Meaningful vs. meaningless support from businesses
Meaningful vs. meaningless support from businesses
Posted Sep 30, 2010 14:13 UTC (Thu) by FlorianMueller (guest, #32048)In reply to: Meaningful vs. meaningless support from businesses by bojan
Parent article: Red Hat Responds to U.S. Patent and Trademark Office Request for Guidance on Bilski
about hard working folks at Red Hat being parasites
A business model can be parasitic no matter how hard people work. Those are unrelated issues.
If is more efficient because there are no artificial IP barriers that would cause unnecessary duplication and profiteering. What Red Hat writes today, you can improve tomorrow.

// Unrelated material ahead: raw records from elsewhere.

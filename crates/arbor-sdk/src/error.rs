//! The flat error taxonomy every [`Repository`](crate::Repository) operation
//! returns.

use arbor_merge::MergeError;
use arbor_refs::RefError;
use arbor_store::StoreError;
use arbor_tree::{PathError, TreeError};
use arbor_types::ObjectId;
use thiserror::Error;

#[derive(Debug, Error)]
pub enum Error {
    /// A path, branch or reference does not exist.
    #[error("not found: {what}")]
    NotFound { what: String },

    /// The reference moved between reading its tip and advancing it.
    #[error("concurrent update of {reference}: expected {expected:?}, found {actual:?}")]
    ConcurrencyConflict {
        reference: String,
        expected: Option<ObjectId>,
        actual: Option<ObjectId>,
    },

    #[error("merge conflict in: {}", .paths.join(", "))]
    MergeConflict { paths: Vec<String> },

    #[error("already exists: {name}")]
    AlreadyExists { name: String },

    #[error("invalid path {path:?}: {reason}")]
    InvalidPath { path: String, reason: String },

    #[error("invalid reference {name:?}: {reason}")]
    InvalidReference { name: String, reason: String },

    #[error("invalid input: {0}")]
    InvalidInput(String),

    #[error("binary file: {path}")]
    BinaryFile { path: String },

    /// An underlying store failure, tagged with the public operation name.
    #[error("{operation} failed: {message}")]
    OperationFailed { operation: String, message: String },
}

impl Error {
    pub(crate) fn failed(message: impl Into<String>) -> Self {
        Self::OperationFailed {
            operation: String::new(),
            message: message.into(),
        }
    }

    /// Tag an [`Error::OperationFailed`] with the operation it escaped from.
    /// Every other kind passes through unchanged.
    pub(crate) fn during(self, operation: &str) -> Self {
        match self {
            Self::OperationFailed { message, .. } => Self::OperationFailed {
                operation: operation.to_string(),
                message,
            },
            other => other,
        }
    }
}

impl From<StoreError> for Error {
    fn from(err: StoreError) -> Self {
        match err {
            StoreError::RefNotFound { name } => Self::NotFound {
                what: format!("reference {name}"),
            },
            StoreError::RefExists { name } => Self::AlreadyExists { name },
            StoreError::RefMoved {
                name,
                expected,
                actual,
            } => Self::ConcurrencyConflict {
                reference: name,
                expected,
                actual,
            },
            other => Self::failed(other.to_string()),
        }
    }
}

impl From<RefError> for Error {
    fn from(err: RefError) -> Self {
        match err {
            RefError::NotFound { name } => Self::NotFound {
                what: format!("branch {name}"),
            },
            RefError::AlreadyExists { name } => Self::AlreadyExists { name },
            RefError::InvalidBranchName { name, reason } => Self::InvalidReference { name, reason },
            RefError::InvalidTarget { name, reason, .. } => Self::InvalidReference { name, reason },
            RefError::ConcurrencyConflict {
                name,
                expected,
                actual,
            } => Self::ConcurrencyConflict {
                reference: name,
                expected,
                actual,
            },
            RefError::Store(e) => e.into(),
        }
    }
}

impl From<TreeError> for Error {
    fn from(err: TreeError) -> Self {
        match err {
            TreeError::NotFound { path } => Self::NotFound { what: path },
            TreeError::NotADirectory { path } => {
                Self::InvalidInput(format!("{path} is not a directory"))
            }
            TreeError::InvalidLeafMode { path } => {
                Self::InvalidInput(format!("{path} needs a file mode"))
            }
            TreeError::Store(e) => e.into(),
        }
    }
}

impl From<MergeError> for Error {
    fn from(err: MergeError) -> Self {
        match err {
            MergeError::Conflict { paths } => Self::MergeConflict { paths },
            MergeError::Store(e) => e.into(),
        }
    }
}

impl From<PathError> for Error {
    fn from(err: PathError) -> Self {
        match err {
            PathError::Invalid { path, reason } => Self::InvalidPath { path, reason },
        }
    }
}

pub type Result<T> = std::result::Result<T, Error>;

That isn't an argument for hugely lower total R&D costs. You can argue that it's desirable to have that freedom to modify the code, or "to enough eyeballs, all bugs are shallow", etc. But at the end of the day, a given amount of development requires a given amount of total input. If from one vendor, it's tha vendor's R&D budget; if from multiple vendors, it's their collective R&D budget. But ultimately a programmer will be on someone's payroll, and that someone paying the programmer must make money somewhere. You just attribute the R&D budget of proprietary software companies to "largely unneces[s]ary duplication and profiteering". I can't see "duplication" being such a big issue, especially since commercial licensing deals can always be worked where they're more efficient than duplicate efforts; and "profiteering" happens with all business models.
I presume many people here program for a living and want to be sure that there's a lot of demand on the job market for software developers. I'd like to know your theory for how the realization of Red Hat's vision (them making $5B in exchange for destroying $50B others make) would be good for programmers seeking (or seeking to retain) a job. Should tens of thousands of developers currently developing proprietary software be laid off and enter the job market? If not, what's your theory for how they will all be better off if Red Hat does what its CEO says?